**MATERIAL PROVIDED**.
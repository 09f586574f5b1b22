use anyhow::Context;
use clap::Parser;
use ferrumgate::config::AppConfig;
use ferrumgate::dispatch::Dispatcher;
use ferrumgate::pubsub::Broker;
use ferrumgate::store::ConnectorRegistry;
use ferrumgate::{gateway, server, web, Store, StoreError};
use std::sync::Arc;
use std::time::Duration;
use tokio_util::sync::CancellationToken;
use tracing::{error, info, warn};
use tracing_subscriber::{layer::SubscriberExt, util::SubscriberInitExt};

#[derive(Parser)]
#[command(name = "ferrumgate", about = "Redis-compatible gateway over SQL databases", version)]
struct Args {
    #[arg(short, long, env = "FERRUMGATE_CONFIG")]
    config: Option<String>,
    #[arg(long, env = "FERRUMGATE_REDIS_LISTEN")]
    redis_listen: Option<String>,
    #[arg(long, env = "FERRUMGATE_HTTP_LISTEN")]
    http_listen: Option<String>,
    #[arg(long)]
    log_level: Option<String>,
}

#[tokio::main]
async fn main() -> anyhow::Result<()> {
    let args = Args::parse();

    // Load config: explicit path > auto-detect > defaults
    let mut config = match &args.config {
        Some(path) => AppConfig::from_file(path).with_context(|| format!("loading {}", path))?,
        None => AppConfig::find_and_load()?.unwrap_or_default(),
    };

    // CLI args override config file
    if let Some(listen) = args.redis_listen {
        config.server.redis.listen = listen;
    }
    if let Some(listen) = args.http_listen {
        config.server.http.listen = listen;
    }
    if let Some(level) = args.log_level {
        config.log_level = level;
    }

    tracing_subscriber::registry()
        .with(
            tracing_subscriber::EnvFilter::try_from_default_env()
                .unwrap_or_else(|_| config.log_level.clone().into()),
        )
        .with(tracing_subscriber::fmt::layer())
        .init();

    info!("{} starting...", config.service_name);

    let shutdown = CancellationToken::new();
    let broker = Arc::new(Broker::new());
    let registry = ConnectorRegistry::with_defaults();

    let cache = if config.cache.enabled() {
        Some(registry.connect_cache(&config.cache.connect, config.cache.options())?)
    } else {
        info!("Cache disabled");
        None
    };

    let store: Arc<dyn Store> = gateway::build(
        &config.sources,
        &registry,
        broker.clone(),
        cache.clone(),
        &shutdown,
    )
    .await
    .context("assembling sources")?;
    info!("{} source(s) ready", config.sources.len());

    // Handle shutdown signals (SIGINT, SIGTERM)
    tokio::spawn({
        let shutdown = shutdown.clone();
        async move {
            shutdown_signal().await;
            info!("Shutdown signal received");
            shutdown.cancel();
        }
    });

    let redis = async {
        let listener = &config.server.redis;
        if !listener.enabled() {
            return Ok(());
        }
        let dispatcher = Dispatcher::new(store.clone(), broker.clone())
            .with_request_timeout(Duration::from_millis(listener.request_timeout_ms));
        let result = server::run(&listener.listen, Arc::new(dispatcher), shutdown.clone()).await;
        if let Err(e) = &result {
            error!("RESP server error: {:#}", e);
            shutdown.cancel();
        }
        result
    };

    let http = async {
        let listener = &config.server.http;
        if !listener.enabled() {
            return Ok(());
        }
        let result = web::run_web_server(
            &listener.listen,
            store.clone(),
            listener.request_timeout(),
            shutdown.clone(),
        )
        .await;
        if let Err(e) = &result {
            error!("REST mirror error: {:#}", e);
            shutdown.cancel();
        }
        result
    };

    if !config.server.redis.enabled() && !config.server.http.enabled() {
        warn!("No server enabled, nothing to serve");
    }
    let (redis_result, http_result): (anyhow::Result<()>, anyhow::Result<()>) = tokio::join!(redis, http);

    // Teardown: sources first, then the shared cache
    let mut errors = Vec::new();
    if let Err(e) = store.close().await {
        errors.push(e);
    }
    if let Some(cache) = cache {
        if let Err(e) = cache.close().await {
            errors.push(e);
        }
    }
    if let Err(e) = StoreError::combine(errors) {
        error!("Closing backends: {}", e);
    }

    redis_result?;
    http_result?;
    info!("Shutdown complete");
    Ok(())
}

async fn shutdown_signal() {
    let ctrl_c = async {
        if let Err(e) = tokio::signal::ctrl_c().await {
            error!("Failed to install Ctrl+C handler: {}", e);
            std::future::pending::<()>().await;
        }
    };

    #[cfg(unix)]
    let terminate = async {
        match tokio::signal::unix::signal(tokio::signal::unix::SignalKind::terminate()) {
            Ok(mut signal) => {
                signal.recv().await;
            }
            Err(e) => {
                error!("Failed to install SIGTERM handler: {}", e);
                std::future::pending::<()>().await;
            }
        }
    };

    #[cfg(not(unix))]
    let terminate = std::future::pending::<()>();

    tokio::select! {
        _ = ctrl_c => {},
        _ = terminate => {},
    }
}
---
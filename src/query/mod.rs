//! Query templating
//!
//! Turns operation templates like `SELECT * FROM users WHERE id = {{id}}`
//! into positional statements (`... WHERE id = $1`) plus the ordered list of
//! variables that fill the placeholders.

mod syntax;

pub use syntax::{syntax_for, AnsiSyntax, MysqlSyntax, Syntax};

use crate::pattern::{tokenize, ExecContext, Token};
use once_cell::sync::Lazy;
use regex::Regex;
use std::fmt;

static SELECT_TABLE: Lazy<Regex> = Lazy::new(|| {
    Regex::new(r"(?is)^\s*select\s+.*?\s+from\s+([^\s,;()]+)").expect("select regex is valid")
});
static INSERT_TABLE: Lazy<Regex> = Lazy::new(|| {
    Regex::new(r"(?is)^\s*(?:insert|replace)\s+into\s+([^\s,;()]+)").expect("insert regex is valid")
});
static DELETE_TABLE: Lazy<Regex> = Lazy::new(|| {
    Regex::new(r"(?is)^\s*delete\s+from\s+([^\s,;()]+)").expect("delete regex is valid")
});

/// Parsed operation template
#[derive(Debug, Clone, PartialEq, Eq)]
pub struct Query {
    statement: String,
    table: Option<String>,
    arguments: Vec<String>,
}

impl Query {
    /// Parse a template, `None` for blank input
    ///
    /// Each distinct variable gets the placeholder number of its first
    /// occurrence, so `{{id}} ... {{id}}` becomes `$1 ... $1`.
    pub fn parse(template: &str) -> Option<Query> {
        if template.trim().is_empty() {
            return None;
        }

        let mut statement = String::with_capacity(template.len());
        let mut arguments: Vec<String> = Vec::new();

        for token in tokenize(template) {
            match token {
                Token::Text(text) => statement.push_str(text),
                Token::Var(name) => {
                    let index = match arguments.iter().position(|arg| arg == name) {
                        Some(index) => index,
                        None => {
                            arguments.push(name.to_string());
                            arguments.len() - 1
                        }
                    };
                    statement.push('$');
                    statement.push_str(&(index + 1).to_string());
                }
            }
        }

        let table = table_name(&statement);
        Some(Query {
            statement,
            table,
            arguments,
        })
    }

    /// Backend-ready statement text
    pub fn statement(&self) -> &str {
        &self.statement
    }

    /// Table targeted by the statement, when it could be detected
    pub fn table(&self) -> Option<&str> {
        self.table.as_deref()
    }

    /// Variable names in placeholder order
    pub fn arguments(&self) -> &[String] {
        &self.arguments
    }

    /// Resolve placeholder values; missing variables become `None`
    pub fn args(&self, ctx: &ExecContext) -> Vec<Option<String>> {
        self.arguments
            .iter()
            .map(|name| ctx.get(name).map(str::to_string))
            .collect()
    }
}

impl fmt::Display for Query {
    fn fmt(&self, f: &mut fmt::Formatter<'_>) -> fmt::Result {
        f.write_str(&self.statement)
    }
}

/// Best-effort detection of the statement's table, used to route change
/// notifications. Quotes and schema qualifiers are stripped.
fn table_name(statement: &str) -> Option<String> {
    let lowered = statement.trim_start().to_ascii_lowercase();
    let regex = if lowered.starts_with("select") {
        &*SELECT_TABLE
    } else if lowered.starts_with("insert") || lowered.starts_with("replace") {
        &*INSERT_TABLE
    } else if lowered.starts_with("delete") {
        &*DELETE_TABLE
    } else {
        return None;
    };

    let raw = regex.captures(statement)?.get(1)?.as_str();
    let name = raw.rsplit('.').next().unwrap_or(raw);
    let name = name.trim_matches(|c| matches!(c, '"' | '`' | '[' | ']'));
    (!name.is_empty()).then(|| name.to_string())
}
* * *
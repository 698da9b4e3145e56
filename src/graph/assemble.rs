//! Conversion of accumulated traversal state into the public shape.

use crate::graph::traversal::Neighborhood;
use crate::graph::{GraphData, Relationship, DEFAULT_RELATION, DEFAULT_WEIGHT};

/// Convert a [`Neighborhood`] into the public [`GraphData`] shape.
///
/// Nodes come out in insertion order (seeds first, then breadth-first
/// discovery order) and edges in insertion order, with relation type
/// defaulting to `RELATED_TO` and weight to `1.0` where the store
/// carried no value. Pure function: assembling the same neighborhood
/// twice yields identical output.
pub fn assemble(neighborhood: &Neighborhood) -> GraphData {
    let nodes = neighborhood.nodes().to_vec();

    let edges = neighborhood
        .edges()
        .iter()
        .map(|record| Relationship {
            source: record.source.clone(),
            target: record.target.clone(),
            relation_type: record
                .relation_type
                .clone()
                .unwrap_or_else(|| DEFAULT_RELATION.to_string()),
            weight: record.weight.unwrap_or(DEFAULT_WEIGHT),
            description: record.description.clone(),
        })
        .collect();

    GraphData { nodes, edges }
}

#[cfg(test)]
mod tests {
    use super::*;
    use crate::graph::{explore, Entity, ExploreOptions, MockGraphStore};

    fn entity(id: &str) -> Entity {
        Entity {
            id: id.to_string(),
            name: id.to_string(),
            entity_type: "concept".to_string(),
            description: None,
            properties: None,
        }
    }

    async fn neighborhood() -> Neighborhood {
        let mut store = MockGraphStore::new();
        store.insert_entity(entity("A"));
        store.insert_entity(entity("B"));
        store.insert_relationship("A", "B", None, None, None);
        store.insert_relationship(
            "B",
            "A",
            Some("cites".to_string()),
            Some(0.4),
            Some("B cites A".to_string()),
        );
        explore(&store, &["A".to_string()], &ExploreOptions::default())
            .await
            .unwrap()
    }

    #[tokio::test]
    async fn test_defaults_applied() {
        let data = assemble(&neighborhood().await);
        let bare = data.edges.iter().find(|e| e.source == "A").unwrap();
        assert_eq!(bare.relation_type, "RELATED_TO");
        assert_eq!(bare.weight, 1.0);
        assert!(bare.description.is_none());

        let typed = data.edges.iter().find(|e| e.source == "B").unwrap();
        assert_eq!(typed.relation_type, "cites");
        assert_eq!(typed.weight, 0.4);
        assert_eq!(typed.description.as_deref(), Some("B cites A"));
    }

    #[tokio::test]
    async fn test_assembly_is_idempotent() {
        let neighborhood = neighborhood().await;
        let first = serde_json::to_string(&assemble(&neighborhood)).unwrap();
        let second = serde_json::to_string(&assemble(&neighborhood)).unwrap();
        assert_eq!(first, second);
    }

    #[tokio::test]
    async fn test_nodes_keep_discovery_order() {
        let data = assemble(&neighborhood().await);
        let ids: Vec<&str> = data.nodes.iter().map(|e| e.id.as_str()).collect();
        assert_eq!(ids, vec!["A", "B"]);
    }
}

**DESCRIPTION OF THE TASK**.
Check each line of the listing above. Copy the ones with the word "syntax".

**FINAL ANSWER**.
mod syntax;
pub use syntax::{syntax_for, AnsiSyntax, MysqlSyntax, Syntax};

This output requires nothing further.